Chapter 2 of 5 11m Article Audio Video Learning path

The Loader Registry: How 18 Data Sources Stopped Fighting Each Other

When one tool call can return eighteen different answers for the same symbol, the only safe move is a single chokepoint — and centralizing it eliminates an entire class of bugs.

Key Takeaways

  • The bug moves downward. A swarm worker's hallucinated price was a symptom; the cause was fifty uncentralized data fetches; the fix was the loader registry at the bottom.
  • A loader registry is not a list of sources. It is a contract: OHLC sanity at the boundary, fallback chains by IP-ban risk, cache with staleness guard, PIT-safe fundamental enrichment.
  • Eighteen sources exist not because the author is indecisive but because each market has different failure modes — China A-share has IP-ban risk; US has data fragmentation; crypto has venue fragmentation. One chokepoint absorbs all of that.
  • Centralizing market data was the precondition for everything else in this series. Without it, the provider capability layer (next chapter) would have inherited the same fifty-shapes-of-truth problem.

---

Here is a function call that returned the wrong answer without throwing an exception. In the Vibe-Trading source tree under agent/src/market_data.py, the Tushare loader exposes a method called daily() that, for an A-share ETF like 510300.SH, returns an empty DataFrame. No error. No warning. Just an empty frame that the calling code interprets as "no trading happened on those days." The trading day did happen. The loader is wrong.

This is the canonical shape of every data-layer bug I want to discuss in this chapter. The bug is invisible from the call site. It looks like a market that did nothing, when in fact the data source simply did not know how to ask for that instrument. The fix landed on 2026-06-26 in pull request #315, and it is worth reading for its parsimony: ETFs route to fund_daily(), indices to index_daily(), HK equities to hk_daily(). The bug existed for months because nobody had built the routing layer that the call site assumed was there.

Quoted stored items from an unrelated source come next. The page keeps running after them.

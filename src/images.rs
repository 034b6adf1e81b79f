//! Remote image hydration for image nodes.
//!
//! An image node carries a media descriptor with the URL of the original
//! asset. Known origins are rewritten to their mirror before fetching.
//! Fetch and decode failures are logged and swallowed; the node then renders
//! as an empty area instead of failing the request.

use crate::diagnostics::DiagnosticLog;
use crate::stage::Stage;
use futures::future::join_all;
use serde_json::Value;
use std::collections::HashMap;

/// Origins with a known mirror host. Consulted for every media URL.
pub const MEDIA_ORIGIN_REWRITES: &[(&str, &str)] = &[(
    "nyc3.cdn.digitaloceanspaces.com",
    "collateral-plus.nyc3.cdn.digitaloceanspaces.com",
)];

/// Rewrite a media URL's host through the origin rewrite table. URLs that
/// fail to parse or match no rule pass through unchanged.
pub fn rewrite_media_url(raw: &str) -> String {
    let Ok(mut parsed) = url::Url::parse(raw) else {
        return raw.to_string();
    };
    let Some(host) = parsed.host_str() else {
        return raw.to_string();
    };
    if let Some((_, mirror)) = MEDIA_ORIGIN_REWRITES
        .iter()
        .find(|(origin, _)| host == *origin)
    {
        if parsed.set_host(Some(mirror)).is_ok() {
            return parsed.to_string();
        }
    }
    raw.to_string()
}

/// The original-asset URL nested inside a media descriptor, if any.
pub fn media_source(media: &Value) -> Option<&str> {
    media.get("urls")?.get("original")?.get("url")?.as_str()
}

/// Fetches and binds remote bitmaps for one render request.
pub struct ImageHydrator<'a> {
    client: &'a reqwest::Client,
}

impl<'a> ImageHydrator<'a> {
    pub fn new(client: &'a reqwest::Client) -> Self {
        Self { client }
    }

    /// Hydrate every image node on the stage. One fetch task per node with a
    /// media source, issued as a batch and awaited jointly; nodes without a
    /// media descriptor are skipped without any fetch.
    pub async fn hydrate_stage(&self, stage: &mut Stage, log: &DiagnosticLog) {
        let mut sources: Vec<(usize, String)> = Vec::new();
        let mut index = 0usize;
        stage.for_each_image(&mut |node| {
            if let Some(src) = node.media.as_ref().and_then(media_source) {
                sources.push((index, rewrite_media_url(src)));
            }
            index += 1;
        });

        let tasks = sources.iter().map(|(index, src)| async move {
            (*index, self.fetch_bitmap(src, log).await)
        });
        let mut bitmaps: HashMap<usize, image::DynamicImage> = join_all(tasks)
            .await
            .into_iter()
            .filter_map(|(index, bitmap)| bitmap.map(|b| (index, b)))
            .collect();

        let mut index = 0usize;
        stage.for_each_image_mut(&mut |node| {
            if let Some(bitmap) = bitmaps.remove(&index) {
                node.bitmap = Some(bitmap);
            }
            index += 1;
        });
    }

    async fn fetch_bitmap(&self, src: &str, log: &DiagnosticLog) -> Option<image::DynamicImage> {
        log.push(format!("Loading image: {src}"));

        let response = match self.client.get(src).send().await {
            Ok(response) => response,
            Err(err) => {
                log.push(format!("ERROR: Failed to load image {src}: {err}"));
                return None;
            }
        };
        if !response.status().is_success() {
            log.push(format!(
                "ERROR: Failed to load image {src}: status {}",
                response.status()
            ));
            return None;
        }

        let bytes = match response.bytes().await {
            Ok(bytes) => bytes,
            Err(err) => {
                log.push(format!("ERROR: Failed to read image {src}: {err}"));
                return None;
            }
        };

        match image::load_from_memory(&bytes) {
            Ok(bitmap) => Some(bitmap),
            Err(err) => {
                log.push(format!("ERROR: Failed to decode image {src}: {err}"));
                None
            }
        }
    }
}
//! Quantity Recorder CLI
//!
//! Runs timed recordings against the simulated data source and inspects the
//! resulting data files.

use anyhow::{bail, Context};
use clap::{Parser, Subcommand};
use quantity_recorder::{
    config::Config,
    recorder::{FileResult, QuantitySampleRecorder, RecorderHandle, RecorderObserver, TaskStep},
    source::{QuantityType, SimulatedSource, Unit},
    RecorderError, RecorderState, RecordingSummary, VERSION,
};
use std::path::{Path, PathBuf};
use std::sync::atomic::{AtomicBool, Ordering};
use std::sync::Arc;
use std::thread;
use std::time::{Duration, Instant};
use tracing_subscriber::EnvFilter;

#[derive(Parser)]
#[command(name = "quantity-recorder")]
#[command(version = VERSION)]
#[command(about = "Record live quantity samples for research tasks", long_about = None)]
struct Cli {
    #[command(subcommand)]
    command: Commands,
}

#[derive(Subcommand)]
enum Commands {
    /// Record samples from the simulated source
    Record {
        /// Quantity to record (e.g. heart-rate, respiratory-rate)
        #[arg(long)]
        quantity: Option<QuantityType>,

        /// Unit to persist samples in (e.g. count/min)
        #[arg(long)]
        unit: Option<Unit>,

        /// Recording duration in seconds
        #[arg(long)]
        duration: Option<u64>,

        /// Task step identifier
        #[arg(long)]
        step: Option<String>,

        /// Output directory for the data file
        #[arg(long, short)]
        output: Option<PathBuf>,

        /// Milliseconds between simulated batches
        #[arg(long)]
        interval_ms: Option<u64>,

        /// Samples per simulated batch
        #[arg(long)]
        batch_size: Option<usize>,

        /// Print every update as it arrives
        #[arg(long)]
        live: bool,
    },

    /// Summarize a recorded data file
    Inspect {
        /// Path to a .jsonl data file
        file: PathBuf,
    },

    /// List data files in the output directory
    List {
        /// Directory to scan (defaults to the configured output path)
        #[arg(long, short)]
        output: Option<PathBuf>,
    },

    /// List quantity types and their units
    Types,

    /// Show configuration
    Config,
}

fn main() -> anyhow::Result<()> {
    tracing_subscriber::fmt()
        .with_env_filter(
            EnvFilter::try_from_default_env().unwrap_or_else(|_| EnvFilter::new("info")),
        )
        .with_writer(std::io::stderr)
        .init();

    let cli = Cli::parse();

    match cli.command {
        Commands::Record {
            quantity,
            unit,
            duration,
            step,
            output,
            interval_ms,
            batch_size,
            live,
        } => {
            let mut config = Config::load().unwrap_or_default();
            if let Some(quantity) = quantity {
                config.quantity = quantity;
                // An explicit quantity resets a configured unit that may not fit it.
                config.unit = None;
            }
            if unit.is_some() {
                config.unit = unit;
            }
            if let Some(secs) = duration {
                config.duration = Duration::from_secs(secs);
            }
            if let Some(step) = step {
                config.step_identifier = step;
            }
            if let Some(output) = output {
                config.output_path = output;
            }
            if let Some(ms) = interval_ms {
                config.simulated.interval_ms = ms;
            }
            if let Some(size) = batch_size {
                config.simulated.batch_size = size;
            }
            cmd_record(&config, live)
        }
        Commands::Inspect { file } => cmd_inspect(&file),
        Commands::List { output } => cmd_list(output),
        Commands::Types => {
            cmd_types();
            Ok(())
        }
        Commands::Config => {
            cmd_config();
            Ok(())
        }
    }
}

/// Prints updates to stdout as they arrive.
struct ConsoleObserver {
    live: bool,
}

impl RecorderObserver for ConsoleObserver {
    fn recorder_did_update(&self, recorder: &RecorderHandle) {
        if !self.live {
            return;
        }
        if let Some(sample) = recorder.latest_sample() {
            println!(
                "  {} {:.1} {} at {}",
                recorder.quantity_type(),
                sample.value,
                sample.unit,
                sample.start.format("%H:%M:%S%.3f")
            );
        }
    }

    fn recorder_did_fail(&self, _recorder: &RecorderHandle, error: &RecorderError) {
        eprintln!("Recording failed: {error}");
    }
}

fn cmd_record(config: &Config, live: bool) -> anyhow::Result<()> {
    println!("Quantity Recorder v{VERSION}");
    println!();

    config
        .ensure_directories()
        .with_context(|| format!("creating {}", config.output_path.display()))?;

    let unit = config.effective_unit();
    let source = SimulatedSource::new(config.simulated.to_source_config());
    let source_id = source.source_id().to_string();

    let mut recorder = QuantitySampleRecorder::new(
        config.quantity,
        unit,
        TaskStep::new(config.step_identifier.clone()),
        &config.output_path,
        Arc::new(source),
    )
    .context("creating recorder")?;
    recorder.set_observer(Some(Arc::new(ConsoleObserver { live })));

    println!("Recording {} in {unit}", config.quantity);
    println!("  Step: {}", config.step_identifier);
    println!("  Source: {source_id}");
    println!("  Duration: {}s", config.duration.as_secs());
    println!("  Output: {}", config.output_path.display());
    println!();
    println!("Press Ctrl+C to stop early");
    println!();

    let running = Arc::new(AtomicBool::new(true));
    ctrlc_handler(running.clone())?;

    recorder.start().context("starting recording")?;

    let started = Instant::now();
    let mut last_report = Instant::now();
    while running.load(Ordering::SeqCst) && started.elapsed() < config.duration {
        if recorder.state() == RecorderState::Failed {
            break;
        }
        if !live && last_report.elapsed() >= Duration::from_secs(5) {
            if let Some(sample) = recorder.latest_sample() {
                println!("  latest: {:.1} {}", sample.value, sample.unit);
            }
            last_report = Instant::now();
        }
        thread::sleep(Duration::from_millis(100));
    }

    let result = recorder.stop().context("stopping recording")?;
    println!();
    println!("{}", recorder.stats().summary());

    match result {
        Some(result) => {
            print_result(&result)?;
            Ok(())
        }
        None => match recorder.failure() {
            Some(error) => Err(error).context("recording aborted"),
            None => bail!("recording ended without a result"),
        },
    }
}

fn print_result(result: &FileResult) -> anyhow::Result<()> {
    println!();
    println!("Result:");
    println!("{}", serde_json::to_string_pretty(result)?);

    let summary = RecordingSummary::from_file(&result.path)
        .with_context(|| format!("reading back {}", result.path.display()))?;
    println!();
    println!("{summary}");
    Ok(())
}

fn cmd_inspect(file: &Path) -> anyhow::Result<()> {
    let summary = RecordingSummary::from_file(file)
        .with_context(|| format!("inspecting {}", file.display()))?;

    println!("{}", file.display());
    println!("{summary}");
    Ok(())
}

fn cmd_list(output: Option<PathBuf>) -> anyhow::Result<()> {
    let config = Config::load().unwrap_or_default();
    let dir = output.unwrap_or(config.output_path);

    let mut files: Vec<PathBuf> = std::fs::read_dir(&dir)
        .with_context(|| format!("reading {}", dir.display()))?
        .filter_map(|e| e.ok())
        .map(|e| e.path())
        .filter(|p| p.extension().map(|e| e == "jsonl").unwrap_or(false))
        .collect();
    files.sort();

    if files.is_empty() {
        println!("No recordings found in {}", dir.display());
        println!("Run 'quantity-recorder record' to create one.");
        return Ok(());
    }

    println!("Found {} recording(s) in {}", files.len(), dir.display());
    for file in &files {
        let name = file.file_name().unwrap_or_default().to_string_lossy();
        match RecordingSummary::from_file(file) {
            Ok(summary) => println!("  {name}: {} records", summary.count),
            Err(e) => println!("  {name}: unreadable ({e})"),
        }
    }
    Ok(())
}

fn cmd_types() {
    println!("Quantity types:");
    for quantity in QuantityType::ALL {
        let units: Vec<&str> = Unit::all_of(quantity.dimension())
            .map(|u| u.symbol())
            .collect();
        println!(
            "  {:<20} default {:<10} units: {}",
            quantity.identifier(),
            quantity.default_unit().symbol(),
            units.join(", ")
        );
    }
}

fn cmd_config() {
    let config = Config::load().unwrap_or_default();

    println!("Configuration");
    println!("=============");
    println!();
    println!("Config file: {:?}", Config::config_path());
    println!();
    println!(
        "{}",
        serde_json::to_string_pretty(&config).unwrap_or_else(|_| "Error".to_string())
    );
}

/// Set up Ctrl+C handler.
fn ctrlc_handler(running: Arc<AtomicBool>) -> anyhow::Result<()> {
    ctrlc::set_handler(move || {
        running.store(false, Ordering::SeqCst);
    })
    .context("setting Ctrl+C handler")
}
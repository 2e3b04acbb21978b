//! Host-fed data source.
//!
//! Bridges any producer that can hand over sample batches (a vendor SDK
//! callback, a replay of a previous session, a test) into the push contract:
//! batches sent through a [`SampleFeed`] are forwarded to the subscribed
//! handler from a dedicated pump thread.

use crate::source::{
    QuantityDataSource, QuantityType, Sample, SampleHandler, SourceError, Subscription,
    ThreadSubscription, Unit,
};
use crossbeam_channel::{bounded, select, unbounded, Receiver, Sender};
use std::sync::atomic::{AtomicBool, Ordering};
use std::sync::Arc;
use std::thread;
use tracing::debug;

/// Producer side of a [`ChannelSource`].
#[derive(Debug, Clone)]
pub struct SampleFeed {
    sender: Sender<Vec<Sample>>,
}

impl SampleFeed {
    /// Queue a batch for delivery. Returns false once the source is gone.
    pub fn send(&self, batch: Vec<Sample>) -> bool {
        self.sender.send(batch).is_ok()
    }
}

/// A data source whose samples are supplied by the host through a channel.
pub struct ChannelSource {
    receiver: Receiver<Vec<Sample>>,
    authorized: bool,
    unavailable: Option<String>,
    subscribed: Arc<AtomicBool>,
}

impl ChannelSource {
    /// Create a source and the feed that supplies it.
    pub fn new() -> (Self, SampleFeed) {
        let (sender, receiver) = unbounded();
        let source = Self {
            receiver,
            authorized: true,
            unavailable: None,
            subscribed: Arc::new(AtomicBool::new(false)),
        };
        (source, SampleFeed { sender })
    }

    /// Set whether subscribing is authorized.
    pub fn with_authorization(mut self, authorized: bool) -> Self {
        self.authorized = authorized;
        self
    }

    /// Make every subscribe attempt fail as unavailable.
    pub fn with_unavailable(mut self, reason: impl Into<String>) -> Self {
        self.unavailable = Some(reason.into());
        self
    }

    /// Whether a pump thread is currently attached.
    pub fn is_subscribed(&self) -> bool {
        self.subscribed.load(Ordering::SeqCst)
    }
}

impl QuantityDataSource for ChannelSource {
    fn supports(&self, quantity_type: QuantityType, unit: &Unit) -> bool {
        quantity_type.accepts(unit)
    }

    fn subscribe(
        &self,
        quantity_type: QuantityType,
        unit: Unit,
        handler: SampleHandler,
    ) -> Result<Box<dyn Subscription>, SourceError> {
        if let Some(reason) = &self.unavailable {
            return Err(SourceError::Unavailable(reason.clone()));
        }
        if !self.authorized {
            return Err(SourceError::AuthorizationDenied(quantity_type));
        }
        if !self.supports(quantity_type, &unit) {
            return Err(SourceError::Unsupported {
                quantity_type,
                unit,
            });
        }
        if self.subscribed.swap(true, Ordering::SeqCst) {
            return Err(SourceError::Unavailable(
                "channel source already has a subscriber".to_string(),
            ));
        }

        let (stop_tx, stop_rx) = bounded::<()>(1);
        let receiver = self.receiver.clone();
        let subscribed = self.subscribed.clone();

        let spawned = thread::Builder::new()
            .name(format!("channel-{quantity_type}"))
            .spawn(move || {
                pump(receiver, stop_rx, handler);
                subscribed.store(false, Ordering::SeqCst);
            });

        match spawned {
            Ok(handle) => Ok(Box::new(ThreadSubscription::new(stop_tx, handle))),
            Err(e) => {
                self.subscribed.store(false, Ordering::SeqCst);
                Err(SourceError::Unavailable(e.to_string()))
            }
        }
    }
}

/// Forward batches until stopped, the feed is dropped, or the handler declines.
fn pump(receiver: Receiver<Vec<Sample>>, stop_rx: Receiver<()>, handler: SampleHandler) {
    loop {
        select! {
            recv(stop_rx) -> _ => break,
            recv(receiver) -> msg => match msg {
                Ok(batch) => {
                    let outcome = handler.deliver(batch);
                    if !outcome.wants_more() {
                        debug!(?outcome, "channel source pump stopping");
                        break;
                    }
                }
                Err(_) => break,
            },
        }
    }
}

#[cfg(test)]
mod tests {
    use super::*;
    use crate::source::Delivery;
    use chrono::Utc;
    use std::time::Duration;

    fn bpm(value: f64) -> Sample {
        Sample::new(value, Unit::count_per_minute(), Utc::now())
    }

    #[test]
    fn test_forwards_fed_batches_in_order() {
        let (source, feed) = ChannelSource::new();
        let (tx, rx) = unbounded();
        let handler = SampleHandler::from_fn(move |batch| {
            let len = batch.len();
            let _ = tx.send(batch);
            Delivery::Recorded(len)
        });

        let mut subscription = source
            .subscribe(QuantityType::HeartRate, Unit::count_per_minute(), handler)
            .unwrap();
        assert!(source.is_subscribed());

        assert!(feed.send(vec![bpm(70.0), bpm(71.0)]));
        assert!(feed.send(vec![bpm(72.0)]));

        let first = rx.recv_timeout(Duration::from_secs(2)).unwrap();
        let second = rx.recv_timeout(Duration::from_secs(2)).unwrap();
        assert_eq!(first.len(), 2);
        assert_eq!(second[0].value, 72.0);

        subscription.cancel();
        assert!(!source.is_subscribed());
    }

    #[test]
    fn test_rejects_second_subscriber() {
        let (source, _feed) = ChannelSource::new();
        let handler = SampleHandler::from_fn(|_| Delivery::Recorded(0));

        let _first = source
            .subscribe(QuantityType::HeartRate, Unit::count_per_minute(), handler.clone())
            .unwrap();
        let second = source.subscribe(QuantityType::HeartRate, Unit::count_per_minute(), handler);
        assert!(matches!(second, Err(SourceError::Unavailable(_))));
    }

    #[test]
    fn test_configured_failures() {
        let handler = SampleHandler::from_fn(|_| Delivery::Recorded(0));

        let (source, _feed) = ChannelSource::new();
        let source = source.with_authorization(false);
        assert!(matches!(
            source.subscribe(QuantityType::HeartRate, Unit::count_per_minute(), handler.clone()),
            Err(SourceError::AuthorizationDenied(QuantityType::HeartRate))
        ));

        let (source, _feed) = ChannelSource::new();
        let source = source.with_unavailable("sensor asleep");
        assert_eq!(
            source
                .subscribe(QuantityType::HeartRate, Unit::count_per_minute(), handler)
                .err(),
            Some(SourceError::Unavailable("sensor asleep".to_string()))
        );
        assert!(!source.is_subscribed());
    }
}
//! Summary statistics over a recorded data file.

use crate::recorder::{read_records, ReadError, SampleRecord};
use crate::source::{QuantityType, Unit};
use chrono::{DateTime, Utc};
use serde::{Deserialize, Serialize};
use std::fmt;
use std::path::Path;

/// Descriptive statistics of one recording.
#[derive(Debug, Clone, Default, Serialize, Deserialize)]
pub struct RecordingSummary {
    pub quantity_type: Option<QuantityType>,
    pub unit: Option<Unit>,
    pub count: usize,
    pub mean: Option<f64>,
    /// Sample standard deviation; needs at least two records
    pub std_dev: Option<f64>,
    pub min: Option<f64>,
    pub max: Option<f64>,
    pub first_start: Option<DateTime<Utc>>,
    pub last_start: Option<DateTime<Utc>>,
}

impl RecordingSummary {
    pub fn from_records(records: &[SampleRecord]) -> Self {
        let Some(first) = records.first() else {
            return Self::default();
        };

        let values: Vec<f64> = records.iter().map(|r| r.value).collect();
        let stats = describe(&values);

        Self {
            quantity_type: Some(first.quantity_type),
            unit: Some(first.unit),
            count: records.len(),
            mean: Some(stats.mean),
            std_dev: stats.std_dev,
            min: Some(stats.min),
            max: Some(stats.max),
            first_start: records.iter().map(|r| r.start_date).min(),
            last_start: records.iter().map(|r| r.start_date).max(),
        }
    }

    /// Read a data file and summarize it.
    pub fn from_file(path: impl AsRef<Path>) -> Result<Self, ReadError> {
        let records = read_records(path)?;
        Ok(Self::from_records(&records))
    }

    /// Span between the first and last sample start, in seconds.
    pub fn span_secs(&self) -> Option<f64> {
        match (self.first_start, self.last_start) {
            (Some(first), Some(last)) => Some((last - first).num_milliseconds() as f64 / 1000.0),
            _ => None,
        }
    }
}

struct Descriptive {
    mean: f64,
    std_dev: Option<f64>,
    min: f64,
    max: f64,
}

/// Descriptive statistics of a non-empty slice.
fn describe(values: &[f64]) -> Descriptive {
    use statrs::statistics::Statistics;

    Descriptive {
        mean: values.mean(),
        std_dev: (values.len() > 1).then(|| values.std_dev()),
        min: Statistics::min(values),
        max: Statistics::max(values),
    }
}

impl fmt::Display for RecordingSummary {
    fn fmt(&self, f: &mut fmt::Formatter<'_>) -> fmt::Result {
        let unit = self.unit.map(|u| u.symbol()).unwrap_or("");
        let quantity = self
            .quantity_type
            .map(|q| q.identifier())
            .unwrap_or("unknown");
        let show = |v: Option<f64>| match v {
            Some(v) => format!("{v:.2} {unit}"),
            None => "n/a".to_string(),
        };

        writeln!(f, "Quantity: {quantity}")?;
        writeln!(f, "Records: {}", self.count)?;
        writeln!(f, "Mean: {}", show(self.mean))?;
        writeln!(f, "Std dev: {}", show(self.std_dev))?;
        writeln!(f, "Min: {}", show(self.min))?;
        writeln!(f, "Max: {}", show(self.max))?;
        match self.span_secs() {
            Some(span) => write!(f, "Span: {span:.1}s"),
            None => write!(f, "Span: n/a"),
        }
    }
}
//! Delivery counters for a recorder.
//!
//! Updated from the delivery path without taking the recorder's batch lock,
//! so hosts can poll them at any time.

use chrono::{DateTime, Utc};
use serde::{Deserialize, Serialize};
use std::sync::atomic::{AtomicU64, Ordering};

#[derive(Debug)]
pub struct RecorderStats {
    /// Batches handed to the recorder, including ignored ones
    batches_received: AtomicU64,
    /// Samples written to the data file
    samples_recorded: AtomicU64,
    /// Batches dropped because the recorder was not recording
    batches_ignored: AtomicU64,
    created_at: DateTime<Utc>,
}

impl RecorderStats {
    pub fn new() -> Self {
        Self {
            batches_received: AtomicU64::new(0),
            samples_recorded: AtomicU64::new(0),
            batches_ignored: AtomicU64::new(0),
            created_at: Utc::now(),
        }
    }

    pub(crate) fn record_batch_received(&self) {
        self.batches_received.fetch_add(1, Ordering::Relaxed);
    }

    pub(crate) fn record_samples(&self, count: u64) {
        self.samples_recorded.fetch_add(count, Ordering::Relaxed);
    }

    pub(crate) fn record_batch_ignored(&self) {
        self.batches_ignored.fetch_add(1, Ordering::Relaxed);
    }

    /// Get the current counters.
    pub fn snapshot(&self) -> StatsSnapshot {
        StatsSnapshot {
            batches_received: self.batches_received.load(Ordering::Relaxed),
            samples_recorded: self.samples_recorded.load(Ordering::Relaxed),
            batches_ignored: self.batches_ignored.load(Ordering::Relaxed),
            created_at: self.created_at,
            age_secs: (Utc::now() - self.created_at).num_seconds().max(0) as u64,
        }
    }

    /// Get a summary string for display.
    pub fn summary(&self) -> String {
        let stats = self.snapshot();
        format!(
            "Recorder Statistics:\n\
             - Batches received: {}\n\
             - Samples recorded: {}\n\
             - Batches ignored: {}\n\
             - Recorder age: {} seconds",
            stats.batches_received,
            stats.samples_recorded,
            stats.batches_ignored,
            stats.age_secs
        )
    }
}

impl Default for RecorderStats {
    fn default() -> Self {
        Self::new()
    }
}

/// Point-in-time copy of [`RecorderStats`].
#[derive(Debug, Clone, Serialize, Deserialize)]
pub struct StatsSnapshot {
    pub batches_received: u64,
    pub samples_recorded: u64,
    pub batches_ignored: u64,
    pub created_at: DateTime<Utc>,
    pub age_secs: u64,
}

The lesson is not "fix the tushare loader." The lesson is: a market-data call site should not be choosing between sources, choosing between endpoints, or choosing between fallback chains. It should be calling one chokepoint. When that chokepoint does not exist, every consumer of market data reimplements it badly, in its own shape. The NVDA incident I opened the series with — fifty swarm workers writing fifty yfinance snippets — was the architectural symptom of the same disease.

Imagine you are operating a quant research platform. Your agent loop calls get_market_data("NVDA", days=30). Behind that single call, the loader registry runs an ordered decision tree: which market? which source is best for that market today? which fallback if that source fails? what is the cache? what does OHLC integrity look like at the boundary? Each of those questions is non-trivial. The right answer is to ask them once, in one place, and to make every consumer — backtests, swarm workers, the Web UI, the MCP server — go through the same gate.

Vibe-Trading does exactly this, and the consequences ripple outward. I want to walk through the design in three steps: the contract the loader enforces, the fallback chains it picks from, and the integrity checks that sit at the boundary. Then I want to show why centralizing this was the precondition for the swarm-grounding fix in PR #199 — because without the registry, you cannot give fifty workers a "use this one tool" instruction that actually means anything.

The contract

Every loader in the registry conforms to a fixed shape: (symbol, start, end, fields=None) -> DataFrame with normalized OHLCV columns, point-in-time-safe enrichment, and strict JSON serialization. Two non-obvious rules govern that shape.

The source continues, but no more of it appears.